Man Writing an E-mail with his Carer
My room's at the end of the wing in the unit, hers indeterminate, its window to the east. Easy to move from here to the imagined there of this postcard, from TV's clapping-happy hymn through the wall, as deaf as any gospel choir to argument, move to where she bends, ink almost dry on her last word. That sideways light, the chequerboard tiles, and hung behind her table the dusky painting, its darkening oils. The blackened frame bisects her world between the fixed old dispensation and shifting new, where paint is not quite dry, anything could move, the dark fold in a skirt, that cambric sleeve, a delicate lace cap. The darkness is my hide, the sun out there catches its fiery breath. My lines on screen thicken and thin in crystal mist, carers change shifts and busy in with medication, cups of tea, snatch glances at summer through the glass, talk of a lottery win. Pale wraiths of women lift the infant Moses, Pharaoh's daughter, handmaidens, his deceiving mother. There is the beginning of something, a shiver in the gauze curtain, shadow of air, the pale geometries of the window glass, the maid at the still centre, arms crossed, her gaze subdued, whatever stirs out there. The light telling the hours. The woman writes, her shoulders angled to the task. One sheet of paper, all that is required. Send for a new Vermeer to catch the silence, the little window's light, my laptop's scratched dull metal, the cheap pine desk, the frame of the wheelchair, the carer beside me. Watch as the distant leaves change bright for dim, shadows relax on lawns, walkers on the unseen path go home. Nothing amazes like the garden we have lost, the naked baby before us, the severity of each moment, errors folded, unfolded. The words not sent, not spoken.
Thank You, Jelly
I am making a hymn, a praise song for this body, which floats inert down from my brain. I want to thank it, this shivering blancmange, this paralysed jellyfish, for all it has done these past seventy years. It has given my mouth so many meals, it has shifted me over many miles, it has made love for me, run itself out of breath, it has undergone surgeries to keep me alive. I cannot put a number on all its services. Now it trembles at each whim of the tide, alert to all sensation, but has lost its sting. Only my voice can shock you, electrify. So I am helpless, but still a trifle dangerous.
Housebound
You get a sense of what it's like to lie alone and in the earth, set to decay. The regulars will visit hallowed ground, a few old friends include you in their rounds from time to time, but most will let you rot, forgetting they already have forgot. Of course we can't know that for certain sure, but some were coming and have missed the door, while others phoned or emailed, sent a card and, duty done, went shopping or abroad. A few more didn't ask or realise you'd disappeared from view. Whatever lies beyond horizons can't be their concern, they live for what's in range, don't seem to learn what lurks outside their urn-shaped biscuit box where sweets compacted lie, day's paradox: it's not all-things, though beautiful and bright, inevitably swallowed up by night.

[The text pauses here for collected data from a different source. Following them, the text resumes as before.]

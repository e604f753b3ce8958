//! # Meteor Detections
//!
//! Per-meteor rows of the night's `.csv` report, tagged with the shower
//! they belong to when the radiants report lists them.

use serde::Serialize;

use super::iso_seconds;
use super::showers::RadiantMeteor;

/// Shower name for meteors missing from the radiants report.
pub const UNKNOWN_SHOWER: &str = "unknown";

/// Two reports describe the same meteor if their times differ by less than this.
const MATCH_WINDOW_S: f64 = 0.25;

/// One detected meteor.
#[derive(Debug, Clone, PartialEq, Serialize)]
pub struct MeteorDetail {
    pub date: String,
    /// Seconds since the Unix epoch, if `date` could be read
    pub timestamp: Option<f64>,
    pub mag: f64,
    pub dur: f64,
    pub start_azalt: (f64, f64),
    pub stop_azalt: (f64, f64),
    pub start_radec: (f64, f64),
    pub stop_radec: (f64, f64),
    pub shower: String,
}

/// Parse the `.csv` report, matching meteors against `radiants`.
///
/// The header row and malformed rows are skipped.
#[must_use]
pub fn parse_meteors(text: &str, radiants: &[RadiantMeteor]) -> Vec<MeteorDetail> {
    text.lines()
        .filter(|line| line.len() >= 3 && !line.starts_with("Ver,Y,M,D"))
        .filter_map(parse_meteor)
        .map(|mut meteor| {
            if let Some(radiant) = radiants.iter().find(|radiant| same_meteor(radiant, &meteor)) {
                meteor.shower = radiant.shower.clone();
            }
            meteor
        })
        .collect()
}

fn same_meteor(radiant: &RadiantMeteor, meteor: &MeteorDetail) -> bool {
    match (radiant.timestamp, meteor.timestamp) {
        (Some(a), Some(b)) => (a - b).abs() < MATCH_WINDOW_S && radiant.mag == meteor.mag,
        _ => false,
    }
}

fn parse_meteor(line: &str) -> Option<MeteorDetail> {
    let fields: Vec<&str> = line.split(',').map(str::trim).collect();
    if fields.len() < 17 {
        return None;
    }
    let int = |i: usize| fields[i].parse::<u32>().ok();
    let number = |i: usize| fields[i].parse::<f64>().ok();

    let date = format!(
        "{:04}-{:02}-{:02}T{:02}:{:02}:{:09.6}",
        int(1)?,
        int(2)?,
        int(3)?,
        int(4)?,
        int(5)?,
        number(6)?
    );

    Some(MeteorDetail {
        timestamp: iso_seconds(&date),
        date,
        mag: number(7)?,
        dur: number(8)?,
        start_azalt: (number(9)?, number(10)?),
        stop_azalt: (number(11)?, number(12)?),
        start_radec: (number(13)?, number(14)?),
        stop_radec: (number(15)?, number(16)?),
        shower: UNKNOWN_SHOWER.to_string(),
    })
}
//! # Timestamps
//!
//! Status documents carry second-resolution UTC timestamps rendered as
//! `YYYY-MM-DDTHH:MM:SSZ`. The Unix epoch doubles as the "not yet known"
//! sentinel.

use chrono::{DateTime, NaiveDateTime, Utc};

/// Second-resolution UTC timestamp used throughout status documents
pub type Timestamp = DateTime<Utc>;

/// ISO-8601 layout without fractional seconds
pub const ISO_FORMAT: &str = "%Y-%m-%dT%H:%M:%SZ";

/// HTTP-date layout used for `Last-Modified` headers
pub const HTTP_DATE_FORMAT: &str = "%a, %d %b %Y %H:%M:%S GMT";

/// Timestamp reported when no real time is known yet.
#[must_use]
pub fn sentinel() -> Timestamp {
    DateTime::<Utc>::default()
}

/// Returns true if `ts` is the epoch sentinel.
#[must_use]
pub fn is_sentinel(ts: &Timestamp) -> bool {
    ts.timestamp() == 0
}

/// Formats a timestamp as `YYYY-MM-DDTHH:MM:SSZ`.
#[must_use]
pub fn to_iso(ts: &Timestamp) -> String {
    ts.format(ISO_FORMAT).to_string()
}

/// Parses a `YYYY-MM-DDTHH:MM:SSZ` timestamp.
#[must_use]
pub fn from_iso(value: &str) -> Option<Timestamp> {
    NaiveDateTime::parse_from_str(value, ISO_FORMAT)
        .ok()
        .map(|naive| naive.and_utc())
}

/// Formats a timestamp for HTTP caching headers.
#[must_use]
pub fn to_http_date(ts: &Timestamp) -> String {
    ts.format(HTTP_DATE_FORMAT).to_string()
}

/// Serde adapter for `Timestamp` fields.
pub mod iso8601 {
    use super::{from_iso, to_iso, Timestamp};
    use serde::{de::Error, Deserialize, Deserializer, Serializer};

    pub fn serialize<S: Serializer>(ts: &Timestamp, serializer: S) -> Result<S::Ok, S::Error> {
        serializer.serialize_str(&to_iso(ts))
    }

    pub fn deserialize<'de, D: Deserializer<'de>>(deserializer: D) -> Result<Timestamp, D::Error> {
        let raw = String::deserialize(deserializer)?;
        from_iso(&raw).ok_or_else(|| D::Error::custom(format!("invalid timestamp: {}", raw)))
    }

    /// Same as the parent module for `Option<Timestamp>` fields.
    pub mod option {
        use super::super::{from_iso, to_iso, Timestamp};
        use serde::{de::Error, Deserialize, Deserializer, Serializer};

        pub fn serialize<S: Serializer>(
            ts: &Option<Timestamp>,
            serializer: S,
        ) -> Result<S::Ok, S::Error> {
            match ts {
                Some(ts) => serializer.serialize_str(&to_iso(ts)),
                None => serializer.serialize_none(),
            }
        }

        pub fn deserialize<'de, D: Deserializer<'de>>(
            deserializer: D,
        ) -> Result<Option<Timestamp>, D::Error> {
            match Option::<String>::deserialize(deserializer)? {
                Some(raw) => from_iso(&raw)
                    .map(Some)
                    .ok_or_else(|| D::Error::custom(format!("invalid timestamp: {}", raw))),
                None => Ok(None),
            }
        }
    }
}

Well, I might rattle on like this some time, preferring home-grown groans to the sublime of poetry, art, music, friendship, love. Fact is, out there or, my conceit, above, are many folk who care for me, who worry about, pray for, want to help, will scurry over if I call and ask. They'd lift me if they could out of the grave, at least out of the mud I have to blunder through just now. They can't and that's the sod of what is most sincerely meant but does not work, which makes me curse and blame my well-wishers, for whom I'd do the same if our roles were reversed, me up, them down. Send them a card or flowers, a Get Well Soon.
April
for Libby at seven weeks old I met this new-born under April sun where the year's days lengthen, stretch limbs to the warmth. She a few hours short of seven weeks, me few days short of seventy years. For her everything is new, she is new herself, every face, every voice fits to her understanding, each tissue of response. And here I lie, my old thinking, we have seen and heard all there is. Then her mother, my daughter, lays her against my shoulder. And warm against my cheek her breathing slows and eyes drift down to sleep.